Your contract should require parents to hand over a copy of any court order affecting custody or pick-up rights at enrollment and whenever that order changes. It should also list, by name, every adult authorized to pick up the child, and state flatly that you will not release the child to anyone off that list without written authorization from the custodial parent.

Many providers add a clause stating that in a conflict between parents, they will follow the most recent court order on file and may call law enforcement if the situation turns unsafe. That is a reasonable, defensible position.

ID verification at pickup is a good habit. Your contract can require photo ID from any adult you do not personally recognize.

What is the relationship between your contract and your insurance policy?

Your contract and your daycare liability insurance have to work together. A contract clause that stretches your liability into areas your policy does not cover leaves you personally exposed. Flip it around: a policy with a higher limit than your contract's liability cap gives you a buffer the contract never acknowledges.

Most general liability policies for daycare operations cover bodily injury and property damage arising from your business. Typical coverage for a home daycare is $1 million per occurrence and $2 million aggregate, though it varies by carrier and state [7]. Your contract's liability cap should not exceed those policy limits.
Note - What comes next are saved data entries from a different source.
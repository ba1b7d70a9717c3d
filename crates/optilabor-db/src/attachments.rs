//! Attachment tag repository implementation.
//!
//! Reconcile runs as one transaction per call:
//!
//! 1. `INSERT ... ON CONFLICT (file_name) DO NOTHING` creates the row with the
//!    empty sentinel if it does not exist. A concurrent creator blocks here on
//!    the primary key until the first transaction finishes.
//! 2. `SELECT ... FOR UPDATE` locks the row so no other reconcile can read a
//!    stale tag list.
//! 3. The merge rule from `optilabor_core::tags` decides the new list.
//! 4. `UPDATE` writes it, unless nothing changed.
//!
//! Any error drops the transaction, which rolls back, so a failed reconcile
//! leaves the row as it was.

use async_trait::async_trait;
use chrono::Utc;
use sqlx::postgres::PgRow;
use sqlx::{Pool, Postgres, Row};
use tracing::debug;

use optilabor_core::logging;
use optilabor_core::{
    merge_tag_list, AttachmentRecord, AttachmentRepository, DuplicatePolicy, Error,
    ReconcileOutcome, Result, TagList,
};

const SELECT_COLUMNS: &str = "file_name, tag_id, created_at_utc, updated_at_utc";

/// PostgreSQL implementation of AttachmentRepository.
#[derive(Clone)]
pub struct PgAttachmentRepository {
    pool: Pool<Postgres>,
}

impl PgAttachmentRepository {
    /// Create a new PgAttachmentRepository with the given connection pool.
    pub fn new(pool: Pool<Postgres>) -> Self {
        Self { pool }
    }
}

fn row_to_record(row: &PgRow) -> AttachmentRecord {
    let tag_id: String = row.get("tag_id");
    AttachmentRecord {
        file_name: row.get("file_name"),
        tags: TagList::decode(&tag_id),
        created_at_utc: row.get("created_at_utc"),
        updated_at_utc: row.get("updated_at_utc"),
    }
}

#[async_trait]
impl AttachmentRepository for PgAttachmentRepository {
    async fn exists(&self, file_name: &str) -> Result<bool> {
        let exists: bool =
            sqlx::query_scalar("SELECT EXISTS(SELECT 1 FROM attachment WHERE file_name = $1)")
                .bind(file_name)
                .fetch_one(&self.pool)
                .await
                .map_err(Error::Database)?;
        Ok(exists)
    }

    async fn get(&self, file_name: &str) -> Result<Option<AttachmentRecord>> {
        let row = sqlx::query(&format!(
            "SELECT {} FROM attachment WHERE file_name = $1",
            SELECT_COLUMNS
        ))
        .bind(file_name)
        .fetch_optional(&self.pool)
        .await
        .map_err(Error::Database)?;

        Ok(row.as_ref().map(row_to_record))
    }

    async fn list(&self, limit: i64, offset: i64) -> Result<Vec<AttachmentRecord>> {
        let rows = sqlx::query(&format!(
            "SELECT {} FROM attachment ORDER BY file_name LIMIT $1 OFFSET $2",
            SELECT_COLUMNS
        ))
        .bind(limit.max(0))
        .bind(offset.max(0))
        .fetch_all(&self.pool)
        .await
        .map_err(Error::Database)?;

        Ok(rows.iter().map(row_to_record).collect())
    }

    async fn count(&self) -> Result<i64> {
        let count: i64 = sqlx::query_scalar("SELECT COUNT(*) FROM attachment")
            .fetch_one(&self.pool)
            .await
            .map_err(Error::Database)?;
        Ok(count)
    }

    async fn reconcile(
        &self,
        file_name: &str,
        tags: &[String],
        policy: DuplicatePolicy,
    ) -> Result<ReconcileOutcome> {
        let now = Utc::now();

        let mut tx = self.pool.begin().await.map_err(Error::Database)?;

        // Ensure the row exists
        let inserted = sqlx::query(
            "INSERT INTO attachment (file_name, tag_id, created_at_utc, updated_at_utc)
             VALUES ($1, '', $2, $2)
             ON CONFLICT (file_name) DO NOTHING",
        )
        .bind(file_name)
        .bind(now)
        .execute(&mut *tx)
        .await
        .map_err(Error::Database)?
        .rows_affected()
            == 1;

        // Lock it for the read-merge-write
        let row = sqlx::query(&format!(
            "SELECT {} FROM attachment WHERE file_name = $1 FOR UPDATE",
            SELECT_COLUMNS
        ))
        .bind(file_name)
        .fetch_one(&mut *tx)
        .await
        .map_err(Error::Database)?;
        let current = row_to_record(&row);

        let existing = if inserted { None } else { Some(&current.tags) };
        let merge = merge_tag_list(existing, tags, policy);

        debug!(
            subsystem = logging::SUBSYSTEM_DB,
            component = logging::COMPONENT_ATTACHMENTS,
            op = "reconcile",
            file_name,
            inserted,
            action = %merge.action,
            tag_count = merge.added.len(),
            "Reconcile decision"
        );

        // A fresh row already holds the empty sentinel
        let needs_update = merge.action.wrote() && !(inserted && merge.tags.is_empty());

        let record = if needs_update {
            let row = sqlx::query(&format!(
                "UPDATE attachment SET tag_id = $2, updated_at_utc = $3
                 WHERE file_name = $1
                 RETURNING {}",
                SELECT_COLUMNS
            ))
            .bind(file_name)
            .bind(merge.tags.encode())
            .bind(now)
            .fetch_one(&mut *tx)
            .await
            .map_err(Error::Database)?;
            row_to_record(&row)
        } else {
            current
        };

        tx.commit().await.map_err(Error::Database)?;

        Ok(ReconcileOutcome {
            action: merge.action,
            record,
            added: merge.added,
        })
    }
}
//! Shared handler state.

use std::sync::Arc;

use optilabor_core::{AttachmentRepository, TagDetector, TagReconciler};
use optilabor_db::StorageBackend;

/// Application state shared by all handlers.
#[derive(Clone)]
pub struct AppState {
    /// Reconcile service, which also owns the attachment repository.
    pub reconciler: TagReconciler,
    /// Detection collaborator for uploaded documents.
    pub detector: Arc<dyn TagDetector>,
    /// Blob store for uploaded document bytes.
    pub storage: Arc<dyn StorageBackend>,
    /// Detections scoring below this never become tags.
    pub min_score: f32,
    /// Largest accepted document, in bytes.
    pub max_upload_bytes: usize,
}

impl AppState {
    pub fn attachments(&self) -> &Arc<dyn AttachmentRepository> {
        self.reconciler.repository()
    }
}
Professional liability insurance (sometimes called errors and omissions) covers claims that you failed to deliver the services you promised. If a parent claims their child was not properly supervised and fell behind developmentally, that is a professional liability claim, not a general liability one. Many home daycare policies leave it out by default.

Before you finalize your contract, send the relevant clauses to your insurance agent and ask straight: "Does my policy cover this scenario?" That call takes 15 minutes and can save you from a gap that only shows up at the worst possible moment.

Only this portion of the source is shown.